> **Your objective**: Of all the lines below, output only those starting at the one with "#[derive(Debug, Clone, Copy, PartialEq)]" and ending at the one with "Canvas nodes grow", both ends included, exactly as written.

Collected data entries
══════════
/// Dimensions of a canvas node.
#[derive(Debug, Clone, Copy, PartialEq)]
pub struct NodeSize {
    pub width: f64,
    pub height: f64,
}

/// Resize a canvas node by one step, keeping its aspect ratio.
///
/// Canvas nodes grow on a positive wheel delta and shrink on a negative one,
/// the reverse of images. A step that would leave no width is not taken.
pub fn resize(size: NodeSize, delta_y: f64, step: u32) -> NodeSize {
    let step = f64::from(step);
    let width = if delta_y > 0.0 {
        size.width + step
    } else {
        size.width - step
    };
    if width <= 0.0 {
        return size;
    }
    if size.height <= 0.0 {
        return NodeSize {
            width,
            height: size.height,
        };
    }
    let aspect_ratio = size.width / size.height;
    NodeSize {
        width,
        height: width / aspect_ratio,
    }
}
══════════
> **Solution to this problem**:
#[derive(Debug, Clone, Copy, PartialEq)]
pub struct NodeSize {
    pub width: f64,
    pub height: f64,
}

/// Resize a canvas node by one step, keeping its aspect ratio.
///
/// Canvas nodes grow on a positive wheel delta and shrink on a negative one,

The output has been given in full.